Twitter/X Scraper Skill
Scrape Twitter profiles and tweets using the rnet_twitter.py GraphQL client. Bypasses Cloudflare via TLS fingerprint emulation. Saves to local JSON and optionally imports to a database.
Prerequisites
# Install rnet (Rust HTTP client with Chrome TLS emulation)
pip install "rnet>=3.0.0rc20" --pre
# Required:
# 1. rnet_twitter.py — async Twitter GraphQL client
# Get it: https://github.com/PHY041/rnet-twitter-client
# 2. Twitter cookies file (set TWITTER_COOKIES_PATH env var)
# Format: [{"name": "auth_token", "value": "..."}, {"name": "ct0", "value": "..."}]
Getting Cookies
- Open Chrome -> go to
x.com-> log in - DevTools (F12) -> Application -> Cookies ->
https://x.com - Copy
auth_tokenandct0values - Save to JSON file. Cookies expire ~2 weeks.
Quick Usage
Scrape a Twitter User
import asyncio, json, os
from rnet_twitter import RnetTwitterClient
async def scrape_user(username: str, limit: int = 200):
client = RnetTwitterClient()
cookies_path = os.environ.get("TWITTER_COOKIES_PATH", "twitter_cookies.json")

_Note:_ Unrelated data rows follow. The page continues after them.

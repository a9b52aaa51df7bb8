//! Logging infrastructure for habitude
//!
//! Logs are written to `~/.local/state/habitude/habitude.log` following XDG standards.

use crate::config::{Config, LoggingConfig};
use std::path::PathBuf;
use tracing_appender::rolling::{RollingFileAppender, Rotation};
use tracing_subscriber::{
    fmt::{self, format::FmtSpan},
    layer::SubscriberExt,
    util::SubscriberInitExt,
    EnvFilter,
};

/// Initialize the logging system
///
/// Sets up tracing with:
/// - File output to XDG state directory
/// - Log rotation
/// - Configurable log level via config or RUST_LOG env var
pub fn init(config: &LoggingConfig) -> crate::error::Result<LoggingGuard> {
    let log_dir = Config::state_dir();

    // Create log directory if it doesn't exist
    std::fs::create_dir_all(&log_dir)?;

    // Create file appender with daily rotation
    let file_appender = RollingFileAppender::new(Rotation::DAILY, &log_dir, "habitude.log");

    // Non-blocking writer for better performance
    let (non_blocking, guard) = tracing_appender::non_blocking(file_appender);

    // Build the filter from config or env var
    let filter = EnvFilter::try_from_default_env().unwrap_or_else(|_| {
        EnvFilter::new(&config.level)
    });

    // File layer - structured logging with timestamps
    let file_layer = fmt::layer()
        .with_writer(non_blocking)
        .with_ansi(false)
        .with_target(true)
        .with_thread_ids(true)
        .with_file(true)
        .with_line_number(true);

    // Initialize the subscriber
    tracing_subscriber::registry()
        .with(filter)
        .with(file_layer)
        .init();

    tracing::info!(
        log_dir = %log_dir.display(),
        level = %config.level,
        "Logging initialized"
    );

    Ok(LoggingGuard { _guard: guard })
}

/// Initialize logging for tests (logs to stdout)
pub fn init_test() {
    let _ = tracing_subscriber::fmt()
        .with_env_filter(EnvFilter::from_default_env())
        .with_test_writer()
        .with_span_events(FmtSpan::CLOSE)
        .try_init();
}

/// Guard that keeps the logging system alive
///
/// When dropped, flushes any pending log writes.
pub struct LoggingGuard {
    _guard: tracing_appender::non_blocking::WorkerGuard,
}

/// Returns the log file path
pub fn log_file_path() -> PathBuf {
    Config::log_path()
}

#[cfg(test)]
mod tests {
    use super::*;

    #[test]
    fn test_log_file_path() {
        let path = log_file_path();
        assert!(path.ends_with("habitude.log"));
    }
}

client.load_cookies(cookies_path)
# Get user profile
user = await client.get_user_by_screen_name(username)
# Get tweets
tweets = await client.get_user_tweets(user["rest_id"], count=limit)
# Save to JSON
output = {
"scraped_at": datetime.now().isoformat(),
"profile": {
"id": user["rest_id"],
"username": username,
"name": user.get("name", ""),
"bio": user.get("description", ""),
"followers_count": user.get("followers_count", 0),
"following_count": user.get("friends_count", 0),
},
"tweets": tweets,
"tweets_count": len(tweets),
}
output_path = f"storage/twitter/{username}.json"
os.makedirs(os.path.dirname(output_path), exist_ok=True)
with open(output_path, "w") as f:
json.dump(output, f, indent=2, default=str)
return output_path
# Usage
asyncio.run(scrape_user("elonmusk", limit=200))
Output Format
{
"scraped_at": "2026-01-22T10:30:00",
"profile": {
"id": "123456789",
"username": "example",
"name": "Example User",
"bio": "...",
"followers_count": 1234567,
"following_count": 1234
},
"tweets": [
{
"id": "1234567890123456789",
"text": "Tweet content...",
"created_at": "Thu Jan 22 16:45:03 +0000 2026",
"likes": 12345,
"retweets": 1234,
"replies": 567,
"views": 1234567,
"url": "https://x.com/example/status/1234567890123456789",
"is_retweet": false
}
],
"tweets_count": 200
}
Optional: Database Import
To import scraped tweets into a PostgreSQL/Supabase database:
CREATE TABLE twitter_content (
id TEXT PRIMARY KEY,
username TEXT NOT NULL,
text TEXT,
created_at TIMESTAMPTZ,
likes INTEGER DEFAULT 0,
retweets INTEGER DEFAULT 0,
replies INTEGER DEFAULT 0,
views BIGINT,
url TEXT,
is_retweet BOOLEAN DEFAULT FALSE,
imported_at TIMESTAMPTZ DEFAULT NOW()
);
from supabase import create_client
import os
supabase = create_client(
os.environ["SUPABASE_URL"],
os.environ["SUPABASE_KEY"]
)
# Import from scraped JSON
import json
data = json.load(open("storage/twitter/example.json"))
for tweet in data["tweets"]:
supabase.table("twitter_content").upsert({
"id": tweet["id"],
"username": data["profile"]["username"],
"text": tweet["text"],
"likes": tweet.get("likes", 0),
"retweets": tweet.get("retweets", 0),
"replies": tweet.get("replies", 0),
"views": tweet.get("views"),
"url": tweet.get("url"),
"is_retweet": tweet.get("is_retweet", False),
}).execute()
Troubleshooting
| Error | Cause | Solution |
|---|---|---|
| 403 Forbidden | Cookies expired | Refresh auth_token + ct0 from Chrome |
| 404 Not Found | GraphQL ID rotated | Re-extract from abs.twimg.com/.../main.*.js |
| User not found | Username wrong/suspended | Check on x.com |
| Rate limited | Too many requests | Wait 15 minutes |
Technical Notes
- SearchTimeline requires POST (GET returns 404)
- GraphQL endpoint IDs may rotate — re-extract from Twitter's JS bundle
- Rate limits: ~300 requests/15min window
- Uses
Emulation.Chrome133to bypass Cloudflare detection